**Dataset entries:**

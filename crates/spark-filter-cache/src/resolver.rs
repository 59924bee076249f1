use std::sync::Arc;

use spark_rpc::{ExtensionLoader, Invocation, RpcError, ServiceDescriptor};

use crate::{Cache, CacheFactory, ExpiringCacheFactory, LruCacheFactory};

/// 按描述符参数为一次调用解析缓存。
///
/// # 教案式说明
/// - **意图 (Why)**：缓存实现由配置而非代码决定，同一服务的不同方法可以使用不同实现；
/// - **流程 (How)**：
///   1. 读取方法级 `cache` 选择器（`"{method}.cache"` 优先于 `cache`）；
///   2. 缺省、`true`、`default` 均指向 `lru`，其余取值按名称精确查找工厂；
///   3. 由工厂返回记忆化后的缓存实例；
/// - **契约 (What)**：每次调用都重新解析，未注册的名称返回 [`RpcError::ExtensionNotFound`]。
pub struct CacheResolver {
    factories: ExtensionLoader<dyn CacheFactory>,
}

impl CacheResolver {
    /// 以给定的工厂集合构造。
    pub fn new(factories: ExtensionLoader<dyn CacheFactory>) -> Self {
        Self { factories }
    }

    /// 注册内置的 `lru` 与 `expiring` 工厂。
    pub fn with_defaults() -> Self {
        Self::new(
            ExtensionLoader::<dyn CacheFactory>::new()
                .with(LruCacheFactory::NAME, Arc::new(LruCacheFactory::new()))
                .with(ExpiringCacheFactory::NAME, Arc::new(ExpiringCacheFactory::new())),
        )
    }

    pub fn factories(&self) -> &ExtensionLoader<dyn CacheFactory> {
        &self.factories
    }

    /// 某方法生效的缓存实现名称，与 [`Self::resolve_factory`] 查找的名称一致。
    pub fn selector<'a>(descriptor: &'a ServiceDescriptor, method: &str) -> &'a str {
        ExtensionLoader::<dyn CacheFactory>::adaptive_name_for_method(descriptor, method)
    }

    pub fn resolve_factory(
        &self,
        descriptor: &ServiceDescriptor,
        method: &str,
    ) -> Result<Arc<dyn CacheFactory>, RpcError> {
        self.factories.resolve_adaptive_for_method(descriptor, method)
    }

    pub fn get_cache(
        &self,
        descriptor: &ServiceDescriptor,
        invocation: &Invocation,
    ) -> Result<Arc<dyn Cache>, RpcError> {
        let method = invocation.method_name();
        let factory = self.resolve_factory(descriptor, method)?;
        let cache = factory.get_cache(descriptor, invocation);
        tracing::trace!(
            service = %descriptor.identity(),
            method,
            selector = Self::selector(descriptor, method),
            cache = cache.kind(),
            "cache resolved"
        );
        Ok(cache)
    }
}

impl Default for CacheResolver {
    fn default() -> Self {
        Self::with_defaults()
    }
}
//! # spark-rpc-local
//!
//! ## 定位与职责（Why）
//! - 实现进程内（`injvm`）协议：服务实现与调用方位于同一进程时，调用直接经导出表分发，
//!   不经过任何传输层；
//! - 导出表 [`ExporterRegistry`] 由服务端导出生命周期写入，由 [`LocalInvoker`] 在每次调用时读取。
//!
//! ## 架构嵌入（Where）
//! - 依赖 `spark-rpc` 的 [`spark_rpc::Invoker`] 与 [`spark_rpc::FilterRegistry`]：导出时装配服务端链路，
//!   引用时装配消费端链路，准入控制等横切逻辑因此对本地调用同样生效。
//!
//! ## 取舍（Trade-offs）
//! - 本地调用共享调用对象而非序列化副本，服务实现看到的参数与调用方构造的完全一致。

mod exporter;
mod invoker;
mod protocol;

pub use exporter::{Exporter, ExporterRegistry};
pub use invoker::{LOCAL_ADDRESS, LocalInvoker};
pub use protocol::LocalProtocol;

**The problem:** Each line above that contains the string "LocalInvoker" should be copied.

**Solution to this exercise:**
//! - 导出表 [`ExporterRegistry`] 由服务端导出生命周期写入，由 [`LocalInvoker`] 在每次调用时读取。
pub use invoker::{LOCAL_ADDRESS, LocalInvoker};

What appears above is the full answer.